Treatment with a drug normally used for a bone marrow condition had reversed baldness caused by alopecia in three patients, scientists in the US said.
The sufferers had lost at least a third of the hair on their heads, and each regained total hair regrowth within five months of being treated with ruxolitinib, which is approved in the United States and European Union for treatment of myelofibrosis.
One of the team from Columbia University medical centre, Professor Angela Christiano, has herself suffered from the condition, and described it as "not life threatening, but it is life altering".
The results are announced in the online edition of Nature Medicine, by the team from Columbia, who previously identified the immune cells responsible for destroying the hair follicles. The treatment would not work for male pattern baldness, which is linked to hormones.
The scientists tested two drugs on mice, where hair loss was completely reversed and the effects proved long lasting.

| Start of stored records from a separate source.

//! dtflat Symbol System
//!
//! The global `/__symbols__` table: label → absolute node path.
//!
//! # Overview
//!
//! - **SymbolEntry**: One label bound to a path
//! - **SymbolTableSynthesizer**: Stages the table when a tree lacks one
//! - **SymbolTable**: Read view resolving labels to nodes
//! - **SymbolValidator**: Rejects malformed or duplicate entries
//!
//! # Example
//!
//! ```rust
//! use dtflat_symbol::{SymbolEntry, SymbolTable, SymbolTableSynthesizer};
//! use dtflat_tree::{NodeSnapshot, TreeSnapshot};
//!
//! let mut tree = TreeSnapshot::new(
//!     NodeSnapshot::new("").with_child(NodeSnapshot::new("soc@0")),
//! )
//! .build()
//! .unwrap();
//!
//! let symbols = [SymbolEntry::new("soc", "/soc@0")];
//! let mut cs = SymbolTableSynthesizer::new()
//!     .ensure_symbols(&tree, &symbols)
//!     .unwrap();
//! cs.commit(&mut tree).unwrap();
//!
//! let table = SymbolTable::read(&tree).unwrap();
//! assert!(table.resolve(&tree, "soc").is_some());
//! ```

#![warn(unreachable_pub)]
#![allow(missing_docs)]

mod symbol;
mod synthesizer;
mod validation;

// Re-exports
pub use symbol::{find_symbols_node, SymbolEntry, SymbolTable, SYMBOLS_NODE};
pub use synthesizer::{SymbolError, SymbolTableSynthesizer, SYMBOLS_CHANGESET};
pub use validation::{SymbolValidator, ValidationError};

/// Version of this crate
pub const VERSION: &str = env!("CARGO_PKG_VERSION");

They have gone on to test ruxolitinib on human patients.
Christiano said it was wrong to dismiss the condition as unimportant. "Patients with alopecia areata are suffering profoundly, and these findings mark a significant step forward for them," she said.
Alopecia areata, which typically causes patchy hair loss, is an autoimmune disease where the immune system attacks and destroys the hair follicles.
Of sufferers involved in the trial, all three showed hair regrowth after treatment with a twice daily tablet for up to five months. The team leader, Raphael Clynes, said: "We've only begun testing the drug in patients, but if it continues to be successful and safe, it will have a dramatic, positive impact on the lives of people with this disease."